El coste definitivo se ha alejado progresivamente de aquel montante. La sociedad Estadio Olímpico rehúye hablar de desvío presupuestario y sostiene que las tres fases han costado 14.071 millones de pesetas. Algunos ex consejeros, sin embargo, calculan que la obra se ha disparado, al menos, hasta los 20.000 millones de pesetas. Las cuentas no constituyen el único traspié del proyecto. Sobre su futuro, tres meses después de su inauguración, pesa un gran interrogante.

Más allá de los Mundiales de Atletismo, nadie tiene respuestas sobre la utilización y, por tanto, sobre su rentabilidad. El empeño por vincular a los dos clubes de fútbol se ha saldado, de momento, con sonoros fracasos. Ni Sevilla ni Betis jugarán esta temporada de Liga un solo partido en el nuevo recinto. Las conversaciones con Manuel Ruiz de Lopera, presidente y propietario del Betis, sólo arrancaron la firma de un protocolo y una exigua participación en la sociedad Estadio Olímpico de un millón de pesetas, el 0,017% del capital social (6.000 millones de pesetas).

La presencia del Sevilla CF es mayor: posee el 6% de las acciones (363 millones de pesetas). Sin embargo, su predisposición a compartir terreno con el Betis es igual de nula que la de su rival. La animadversión entre ambos equipos y las contraprestaciones urbanísticas que exigían para renunciar a sus históricos estadios explican parcialmente el fracaso de las negociaciones encaminadas a implicarlos en la gestión y el uso del recinto de La Cartuja, cuyo gran reto, pasados los Mundiales, será labrarse un sentido.

Para el futuro inmediato, el estadio estará listo, una de las grandes preocupaciones del comité organizador de Sevilla 99, que ha visto cómo la construcción del coliseo, desde que se colocó la primera piedra en febrero de 1997, ha sido una frenética carrera contrarreloj. Hasta 1.500 operarios, en turnos de mañana, tarde y noche, se han afanado en que las obras estuviesen terminadas a tiempo.

A excepción de detalles de acabado y embellecimiento, que se demoraron tras la inauguración del estadio, el pasado 5 de mayo, con un partido amistoso entre las selecciones de España y Croacia, los plazos se han cumplido desde que en abril de 1997 comenzaron a moverse 700.000 metros cúbicos de tierras. Una flota de camiones -en fila habrían enlazado Cádiz y Madrid- realizó alrededor de 50.000 viajes.

Dos meses después arrancó la fase de estructura y saneamientos.
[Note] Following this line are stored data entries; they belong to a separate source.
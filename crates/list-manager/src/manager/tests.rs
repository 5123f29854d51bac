//! ListManager tests against in-memory fakes of the source and UI ports.

use std::cell::RefCell;
use std::collections::VecDeque;
use std::rc::Rc;

use async_trait::async_trait;
use tokio::sync::oneshot;

use super::*;
use crate::ports::{ConfirmPrompt, Tone};
use crate::state::ListView;

#[derive(Debug, Clone, PartialEq)]
struct Row {
    id: u32,
    text: String,
}

impl Record for Row {
    type Id = u32;

    fn id(&self) -> u32 {
        self.id
    }

    fn search_fields(&self) -> Vec<&str> {
        vec![self.text.as_str()]
    }
}

fn row(id: u32, text: &str) -> Row {
    Row { id, text: text.to_string() }
}

/// A scripted response, optionally held back until the gate opens
struct Planned<T> {
    gate: Option<oneshot::Receiver<()>>,
    result: ListResult<T>,
}

impl<T> Planned<T> {
    fn now(result: ListResult<T>) -> Self {
        Self { gate: None, result }
    }

    fn gated(result: ListResult<T>) -> (Self, oneshot::Sender<()>) {
        let (tx, rx) = oneshot::channel();
        (Self { gate: Some(rx), result }, tx)
    }
}

#[derive(Default)]
struct FakeSource {
    server: RefCell<Vec<Row>>,
    calls: RefCell<Vec<&'static str>>,
    fetch_plan: RefCell<VecDeque<Planned<Vec<Row>>>>,
    mutation_plan: RefCell<VecDeque<Planned<Ack>>>,
    patch_updates: bool,
}

impl FakeSource {
    fn with_rows(rows: Vec<Row>) -> Self {
        Self { server: RefCell::new(rows), ..Default::default() }
    }

    fn calls(&self, name: &str) -> usize {
        self.calls.borrow().iter().filter(|c| **c == name).count()
    }

    async fn next_mutation(&self) -> ListResult<Ack> {
        let planned = self.mutation_plan.borrow_mut().pop_front();
        match planned {
            Some(Planned { gate, result }) => {
                if let Some(gate) = gate {
                    gate.await.ok();
                }
                result
            }
            None => Ok(Ack::default()),
        }
    }
}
La gran superficie del estadio (212.000 metros cuadrados) obligó a manejar cifras ambiciosas: 75.000 metros cúbicos de hormigón armado para la estructura; 8.000 toneladas de acero; 35 kilómetros de vigas de graderío; 200.000 metros cuadrados de encofrado (el equivalente a 27 campos de fútbol). Esta etapa de las obras se prolongó hasta abril de 1998, cuando se entró en la tercera y última fase: acabados, instalaciones y cubierta, la seña de identidad que diferencia al estadio de recintos similares como los de Roma, Turín o Stuttgart.

La cubierta, que cobija a 56.310 de los 58.650 espectadores, ha sido trazada con un perfil muy horizontal para evitar el uso de mástiles de gran altura y de modo que impacte lo menos posible. El resultado es un edificio, diseñado por los arquitectos Antonio Cruz y Antonio Ortiz, vanguardista y con espacio para el ocio. Pero tendrá aún que despejar su futuro.